== Data shown ==
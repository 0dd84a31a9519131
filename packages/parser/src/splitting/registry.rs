//! Registry of provision types that are split deterministically.

use std::collections::HashMap;

use super::types::SplitSpec;

/// Maps provision types to their split rule.
pub struct SplitRegistry {
    specs: HashMap<String, SplitSpec>,
}

impl SplitRegistry {
    /// Create a new empty registry.
    #[must_use]
    pub fn new() -> Self {
        Self {
            specs: HashMap::new(),
        }
    }

    /// Register a split rule, replacing any previous rule for the type.
    pub fn register(&mut self, spec: SplitSpec) {
        self.specs.insert(spec.provision_type.clone(), spec);
    }

    #[must_use]
    pub fn get_spec(&self, provision_type: &str) -> Option<&SplitSpec> {
        self.specs.get(provision_type)
    }

    /// Whether sections of this type bypass external extraction.
    #[must_use]
    pub fn is_presplit(&self, provision_type: &str) -> bool {
        self.specs.contains_key(provision_type)
    }
}

impl Default for SplitRegistry {
    fn default() -> Self {
        Self::new()
    }
}

#[cfg(test)]
mod tests {
    use super::*;
    use crate::splitting::SplitMethod;

    #[test]
    fn test_registry_register_and_get() {
        let mut registry = SplitRegistry::new();
        registry.register(SplitSpec::new("DEF", SplitMethod::Definitions));

        let spec = registry.get_spec("DEF").unwrap();
        assert_eq!(spec.method, SplitMethod::Definitions);
        assert_eq!(spec.min_markers, 1);
    }

    #[test]
    fn test_registry_is_presplit() {
        let mut registry = SplitRegistry::new();
        registry.register(SplitSpec::new("COB", SplitMethod::LetteredClauses));

        assert!(registry.is_presplit("COB"));
        assert!(!registry.is_presplit("MAE"));
    }
}
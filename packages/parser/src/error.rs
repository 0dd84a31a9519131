//! Error types for the parser.
//!
//! Parsing itself never fails: structural ambiguity is resolved by fallbacks.
//! Errors only arise at the edges (missing input, IO, serialization).

use thiserror::Error;

/// Main error type for the parser library.
#[derive(Debug, Error)]
pub enum ParserError {
    /// Source text was empty or whitespace only.
    #[error("Source text is empty")]
    EmptyInput,

    /// IO error.
    #[error("IO error: {0}")]
    Io(#[from] std::io::Error),

    /// JSON serialization error.
    #[error("JSON serialization failed: {0}")]
    Json(#[from] serde_json::Error),
}

/// Result type alias for parser operations.
pub type Result<T> = std::result::Result<T, ParserError>;
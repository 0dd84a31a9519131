//! End-to-end ingestion run.
//!
//! Phases run strictly in sequence: normalize, parse, gaps, classify,
//! extract, dedup, verify. Only the classify and extract phases talk to the
//! external service, each through the bounded pool.

use std::sync::Arc;
use std::time::Instant;

use chrono::Utc;
use clausebank_parser::completeness::{default_checklist, verify, CompletenessCheck};
use clausebank_parser::dedup::dedup;
use clausebank_parser::gaps::{detect_gaps, recover_gaps};
use clausebank_parser::normalize::normalize;
use clausebank_parser::splitting::{create_presplit_registry, SplitEngine};
use clausebank_parser::structure::{compare_toc, StructureParser};
use clausebank_parser::validate_source;
use tracing::info;
use uuid::Uuid;

use crate::catalog::{load_categories, load_examples, CatalogSource};
use crate::classify::CategoryResolver;
use crate::config::IngestConfig;
use crate::error::{PipelineError, Result};
use crate::extract::Extractor;
use crate::hook::{dispatch, PostIngestHook};
use crate::llm::LlmClient;
use crate::models::{
    Complexity, Diagnostics, ExternalCallCounts, FallbackCounts, IngestOutput, PhaseTimings,
};

fn elapsed_ms(start: Instant) -> u64 {
    u64::try_from(start.elapsed().as_millis()).unwrap_or(u64::MAX)
}

pub struct Pipeline<C: LlmClient, S: CatalogSource> {
    client: C,
    catalog: S,
    config: IngestConfig,
    splitter: SplitEngine,
    checklist: Vec<CompletenessCheck>,
    hook: Option<Arc<dyn PostIngestHook>>,
}

impl<C: LlmClient, S: CatalogSource> Pipeline<C, S> {
    pub fn new(client: C, catalog: S, config: IngestConfig) -> Self {
        Self {
            client,
            catalog,
            config,
            splitter: SplitEngine::new(create_presplit_registry()),
            checklist: default_checklist(),
            hook: None,
        }
    }

    pub fn with_hook(mut self, hook: Arc<dyn PostIngestHook>) -> Self {
        self.hook = Some(hook);
        self
    }

    pub fn with_checklist(mut self, checklist: Vec<CompletenessCheck>) -> Self {
        self.checklist = checklist;
        self
    }

    pub fn client(&self) -> &C {
        &self.client
    }

    /// Ingest one agreement.
    ///
    /// Fails only on empty source text; every later problem is absorbed by a
    /// per-unit fallback and reported in the diagnostics.
    #[tracing::instrument(skip_all, fields(source_len = raw.len(), rules = learned_rules.len()))]
    pub async fn run(&self, raw: &str, learned_rules: &[String]) -> Result<IngestOutput> {
        validate_source(raw).map_err(PipelineError::from_parser)?;

        let run_id = Uuid::new_v4();
        let started_at = Utc::now();
        let run_start = Instant::now();
        let mut timings = PhaseTimings::default();

        let t = Instant::now();
        let normalized = normalize(raw);
        validate_source(&normalized).map_err(PipelineError::from_parser)?;
        timings.normalize_ms = elapsed_ms(t);

        let t = Instant::now();
        let parsed = StructureParser::new().parse(&normalized);
        timings.parse_ms = elapsed_ms(t);

        let t = Instant::now();
        let gaps_found = detect_gaps(&parsed.sections);
        let recovery = recover_gaps(&normalized, parsed.body_start, parsed.sections, &gaps_found);
        let toc = compare_toc(&parsed.detection, &recovery.sections);
        timings.gaps_ms = elapsed_ms(t);

        let section_count = recovery.sections.len();
        info!(
            %run_id,
            sections = section_count,
            pattern = parsed.pattern.as_str(),
            recovered = recovery.recovered,
            "Parsed agreement"
        );

        let t = Instant::now();
        let categories = load_categories(&self.catalog).await;
        let resolution = CategoryResolver::new(
            &self.client,
            &self.config,
            &self.splitter,
            &categories,
            learned_rules,
        )
        .resolve(recovery.sections)
        .await;
        timings.classify_ms = elapsed_ms(t);

        let t = Instant::now();
        let mut high_types: Vec<String> = resolution
            .sections
            .iter()
            .filter(|s| {
                s.complexity == Complexity::High && !self.splitter.is_presplit(&s.provision_type)
            })
            .map(|s| s.provision_type.clone())
            .collect();
        high_types.sort();
        high_types.dedup();
        let examples = load_examples(&self.catalog, &high_types).await;
        let extraction = Extractor::new(&self.client, &self.config, &self.splitter, &examples)
            .extract(&resolution.sections)
            .await;
        timings.extract_ms = elapsed_ms(t);

        let t = Instant::now();
        let deduplicated = dedup(extraction.provisions);
        let mut provisions = deduplicated.items;
        for (sort_order, provision) in provisions.iter_mut().enumerate() {
            provision.sort_order = sort_order;
        }
        timings.dedup_ms = elapsed_ms(t);

        let t = Instant::now();
        let completeness_warnings = verify(&provisions, &normalized, &self.checklist);
        timings.verify_ms = elapsed_ms(t);
        timings.total_ms = elapsed_ms(run_start);

        let diagnostics = Diagnostics {
            run_id,
            started_at,
            timings,
            coverage_pct: parsed.coverage_pct,
            pattern: parsed.pattern,
            body_start: parsed.body_start,
            section_count,
            recovered_sections: recovery.recovered,
            provision_count: provisions.len(),
            duplicates_removed: deduplicated.removed,
            gaps_found,
            remaining_gaps: recovery.remaining_gaps,
            toc,
            classification: resolution.counts,
            external_calls: ExternalCallCounts {
                classification: resolution.external_calls,
                ..extraction.calls
            },
            fallbacks: FallbackCounts {
                classification_overflow: resolution.counts.overflow,
                ..extraction.fallbacks
            },
            completeness_warnings,
        };

        info!(
            %run_id,
            provisions = diagnostics.provision_count,
            duplicates = diagnostics.duplicates_removed,
            warnings = diagnostics.completeness_warnings.len(),
            total_ms = timings.total_ms,
            "Ingestion complete"
        );

        let output = IngestOutput {
            provisions,
            diagnostics,
        };

        if let Some(hook) = &self.hook {
            dispatch(Arc::clone(hook), output.clone());
        }

        Ok(output)
    }
}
===
Your task is to retype the entries verbatim, starting with the line that holds "self.checklist = checklist;" and stopping after the line that holds "parsed.body_start, parsed.sections, &gaps_found);".

        self.checklist = checklist;
        self
    }

    pub fn client(&self) -> &C {
        &self.client
    }

    /// Ingest one agreement.
    ///
    /// Fails only on empty source text; every later problem is absorbed by a
    /// per-unit fallback and reported in the diagnostics.
    #[tracing::instrument(skip_all, fields(source_len = raw.len(), rules = learned_rules.len()))]
    pub async fn run(&self, raw: &str, learned_rules: &[String]) -> Result<IngestOutput> {
        validate_source(raw).map_err(PipelineError::from_parser)?;

        let run_id = Uuid::new_v4();
        let started_at = Utc::now();
        let run_start = Instant::now();
        let mut timings = PhaseTimings::default();

        let t = Instant::now();
        let normalized = normalize(raw);
        validate_source(&normalized).map_err(PipelineError::from_parser)?;
        timings.normalize_ms = elapsed_ms(t);

        let t = Instant::now();
        let parsed = StructureParser::new().parse(&normalized);
        timings.parse_ms = elapsed_ms(t);

        let t = Instant::now();
        let gaps_found = detect_gaps(&parsed.sections);
        let recovery = recover_gaps(&normalized, parsed.body_start, parsed.sections, &gaps_found);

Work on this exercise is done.